What you need to do:
Every line of the material that holds "return" should be counted; give the number and nothing more.
★ ★ ★ ★ ★
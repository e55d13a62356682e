// This Source Code Form is subject to the terms of the Mozilla Public
// License, v. 2.0. If a copy of the MPL was not distributed with this
// file, You can obtain one at https://mozilla.org/MPL/2.0/.

//! PartMark Processing
//!
//! Shared labelling pipeline used by the editor bindings: part inputs,
//! batch labelling over rayon, and world-space picks turned into
//! connection endpoints.

pub mod config;
pub mod error;
pub mod labeler;
pub mod part;

pub use config::{Config, DEFAULT_PARALLEL_THRESHOLD};
pub use error::{Error, Result};
pub use labeler::PartLabeler;
pub use part::{ConnectionEndpoint, LabelReport, Part, PartFailure, PartLabel};
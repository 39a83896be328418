//! Built-in enumerations.

use sharpexpr_core::{PrimitiveKind, RegistrationError, TypeEntry};
use sharpexpr_registry::TypeRegistry;

pub fn day_of_week() -> TypeEntry {
    [
        "Sunday",
        "Monday",
        "Tuesday",
        "Wednesday",
        "Thursday",
        "Friday",
        "Saturday",
    ]
    .iter()
    .zip(0..)
    .fold(
        TypeEntry::enumeration("System", "DayOfWeek", PrimitiveKind::Int32),
        |entry, (name, bits)| entry.with_enum_value(name, bits),
    )
}

/// Odd values ignore case.
pub fn string_comparison() -> TypeEntry {
    TypeEntry::enumeration("System", "StringComparison", PrimitiveKind::Int32)
        .with_enum_value("CurrentCulture", 0)
        .with_enum_value("CurrentCultureIgnoreCase", 1)
        .with_enum_value("InvariantCulture", 2)
        .with_enum_value("InvariantCultureIgnoreCase", 3)
        .with_enum_value("Ordinal", 4)
        .with_enum_value("OrdinalIgnoreCase", 5)
}

pub fn string_split_options() -> TypeEntry {
    TypeEntry::enumeration("System", "StringSplitOptions", PrimitiveKind::Int32)
        .with_enum_value("None", 0)
        .with_enum_value("RemoveEmptyEntries", 1)
        .with_enum_value("TrimEntries", 2)
}

pub fn install(registry: &mut TypeRegistry) -> Result<(), RegistrationError> {
    registry.register(day_of_week())?;
    registry.register(string_comparison())?;
    registry.register(string_split_options())?;
    Ok(())
}

#[cfg(test)]
mod tests {
    use super::*;
    use sharpexpr_core::library;

    #[test]
    fn hashes_match_library_constants() {
        assert_eq!(day_of_week().type_hash, library::DAY_OF_WEEK);
        assert_eq!(string_comparison().type_hash, library::STRING_COMPARISON);
        assert_eq!(string_split_options().type_hash, library::STRING_SPLIT_OPTIONS);
        assert_eq!(day_of_week().enum_name_of(6), Some("Saturday"));
    }
}
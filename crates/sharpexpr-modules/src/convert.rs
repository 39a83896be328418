//! `Convert`: runtime conversions from `object`.
//!
//! Every method takes an `object`, so any argument binds through boxing and
//! the work happens on the runtime value. Floating inputs round half to even
//! before an integral conversion; out-of-range results fail with
//! [`RuntimeError::Overflow`].

use std::str::FromStr;

use rust_decimal::Decimal;
use rust_decimal::prelude::{FromPrimitive, ToPrimitive};
use sharpexpr_core::{
    DataType, MethodEntry, NativeFn, Param, PrimitiveKind, RegistrationError, RuntimeError,
    TypeEntry, Value, arg, eq_ignore_case,
};
use sharpexpr_registry::TypeRegistry;

fn format_error(s: &str) -> RuntimeError {
    RuntimeError::Format {
        message: format!("The input string '{s}' was not in a correct format."),
    }
}

fn invalid_cast(value: &Value, to: &str) -> RuntimeError {
    RuntimeError::InvalidCast {
        from: value.kind_name().to_string(),
        to: to.to_string(),
    }
}

/// Integral view of `value` for `To{Int32,Int64}`, before range checking.
fn integral(value: &Value, to: &str) -> Result<i128, RuntimeError> {
    if let Some(v) = value.as_integer() {
        return Ok(v);
    }
    match value {
        Value::Null => Ok(0),
        Value::Bool(b) => Ok(i128::from(*b)),
        Value::Float(f) => from_float(f64::from(*f)),
        Value::Double(f) => from_float(*f),
        Value::Decimal(d) => d.round().to_i128().ok_or(RuntimeError::Overflow),
        Value::String(s) => s.trim().parse::<i128>().map_err(|_| format_error(s)),
        other => Err(invalid_cast(other, to)),
    }
}

fn from_float(f: f64) -> Result<i128, RuntimeError> {
    let rounded = f.round_ties_even();
    if rounded.is_finite() && rounded.abs() < 1e38 {
        Ok(rounded as i128)
    } else {
        Err(RuntimeError::Overflow)
    }
}

fn to_int32(value: &Value) -> Result<i32, RuntimeError> {
    i32::try_from(integral(value, "Int32")?).map_err(|_| RuntimeError::Overflow)
}

fn to_int64(value: &Value) -> Result<i64, RuntimeError> {
    i64::try_from(integral(value, "Int64")?).map_err(|_| RuntimeError::Overflow)
}

pub fn to_double(value: &Value) -> Result<f64, RuntimeError> {
    if let Some(v) = value.as_integer() {
        return Ok(v as f64);
    }
    match value {
        Value::Null => Ok(0.0),
        Value::Bool(b) => Ok(if *b { 1.0 } else { 0.0 }),
        Value::Float(f) => Ok(f64::from(*f)),
        Value::Double(f) => Ok(*f),
        Value::Decimal(d) => d.to_f64().ok_or(RuntimeError::Overflow),
        Value::String(s) => s.trim().parse::<f64>().map_err(|_| format_error(s)),
        other => Err(invalid_cast(other, "Double")),
    }
}

fn to_decimal(value: &Value) -> Result<Decimal, RuntimeError> {
    if let Some(v) = value.as_integer() {
        return Decimal::try_from_i128_with_scale(v, 0).map_err(|_| RuntimeError::Overflow);
    }
    match value {
        Value::Null => Ok(Decimal::ZERO),
        Value::Bool(b) => Ok(if *b { Decimal::ONE } else { Decimal::ZERO }),
        Value::Float(f) => Decimal::from_f32(*f).ok_or(RuntimeError::Overflow),
        Value::Double(f) => Decimal::from_f64(*f).ok_or(RuntimeError::Overflow),
        Value::Decimal(d) => Ok(*d),
        Value::String(s) => Decimal::from_str(s.trim()).map_err(|_| format_error(s)),
        other => Err(invalid_cast(other, "Decimal")),
    }
}

fn to_boolean(value: &Value) -> Result<bool, RuntimeError> {
    if let Some(v) = value.as_integer() {
        return Ok(v != 0);
    }
    match value {
        Value::Null => Ok(false),
        Value::Bool(b) => Ok(*b),
        Value::Float(f) => Ok(*f != 0.0),
        Value::Double(f) => Ok(*f != 0.0),
        Value::Decimal(d) => Ok(!d.is_zero()),
        Value::String(s) => match s.trim() {
            t if eq_ignore_case(t, "true") => Ok(true),
            t if eq_ignore_case(t, "false") => Ok(false),
            _ => Err(RuntimeError::Format {
                message: format!("String '{s}' was not recognized as a valid Boolean."),
            }),
        },
        other => Err(invalid_cast(other, "Boolean")),
    }
}

fn to_char(value: &Value) -> Result<char, RuntimeError> {
    match value {
        Value::Null => Ok('\0'),
        Value::Char(c) => Ok(*c),
        Value::String(s) => {
            let mut chars = s.chars();
            match (chars.next(), chars.next()) {
                (Some(c), None) => Ok(c),
                _ => Err(RuntimeError::Format {
                    message: "String must be exactly one character long.".into(),
                }),
            }
        }
        other => match other.as_integer() {
            Some(v) if other.primitive_kind().is_some_and(PrimitiveKind::is_integer) => {
                u16::try_from(v)
                    .ok()
                    .and_then(|u| char::from_u32(u32::from(u)))
                    .ok_or(RuntimeError::Overflow)
            }
            _ => Err(invalid_cast(other, "Char")),
        },
    }
}

fn converter<R, F>(name: &str, ret: DataType, f: F) -> MethodEntry
where
    R: Into<Value>,
    F: Fn(&Value) -> Result<R, RuntimeError> + Send + Sync + 'static,
{
    MethodEntry::static_fn(
        name,
        vec![Param::new("value", DataType::object())],
        ret,
        NativeFn::new(move |_, args| {
            let value: Value = arg(args, 0)?;
            f(&value).map(Into::into)
        }),
    )
}

pub fn convert() -> TypeEntry {
    TypeEntry::static_class("System", "Convert")
        .with_method(converter("ToInt32", DataType::int32(), to_int32))
        .with_method(converter("ToInt64", PrimitiveKind::Int64.into(), to_int64))
        .with_method(converter("ToDouble", PrimitiveKind::Double.into(), to_double))
        .with_method(converter("ToDecimal", PrimitiveKind::Decimal.into(), to_decimal))
        .with_method(converter("ToBoolean", DataType::bool(), to_boolean))
        .with_method(converter("ToChar", PrimitiveKind::Char.into(), to_char))
        .with_method(converter("ToString", DataType::string(), |v: &Value| {
            Ok::<_, RuntimeError>(Value::string(v.to_string()))
        }))
}

pub fn install(registry: &mut TypeRegistry) -> Result<(), RegistrationError> {
    registry.register(convert())?;
    Ok(())
}

#[cfg(test)]
mod tests {
    use super::*;

    #[test]
    fn integral_conversions_round_half_to_even() {
        assert_eq!(to_int32(&Value::Double(2.5)).unwrap(), 2);
        assert_eq!(to_int32(&Value::Double(3.5)).unwrap(), 4);
        assert_eq!(to_int32(&Value::from("  42 ")).unwrap(), 42);
        assert_eq!(to_int32(&Value::Bool(true)).unwrap(), 1);
        assert_eq!(to_int32(&Value::Null).unwrap(), 0);
    }

    #[test]
    fn out_of_range_overflows() {
        assert!(matches!(
            to_int32(&Value::Int64(i64::MAX)),
            Err(RuntimeError::Overflow)
        ));
        assert!(matches!(
            to_int64(&Value::Double(f64::NAN)),
            Err(RuntimeError::Overflow)
        ));
    }

    #[test]
    fn bad_strings_are_format_errors() {
        assert!(matches!(
            to_int32(&Value::from("abc")),
            Err(RuntimeError::Format { .. })
        ));
        assert!(to_boolean(&Value::from("TRUE")).unwrap());
    }

    #[test]
    fn char_conversions() {
        assert_eq!(to_char(&Value::Int32(65)).unwrap(), 'A');
        assert_eq!(to_char(&Value::from("z")).unwrap(), 'z');
        assert!(to_char(&Value::Bool(true)).is_err());
    }

    #[test]
    fn decimal_from_double() {
        assert_eq!(
            to_decimal(&Value::Double(1.5)).unwrap(),
            Decimal::new(15, 1)
        );
        assert_eq!(to_double(&Value::Decimal(Decimal::new(25, 1))).unwrap(), 2.5);
    }
}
★ ★ ★ ★ ★
Solution to the problem:
4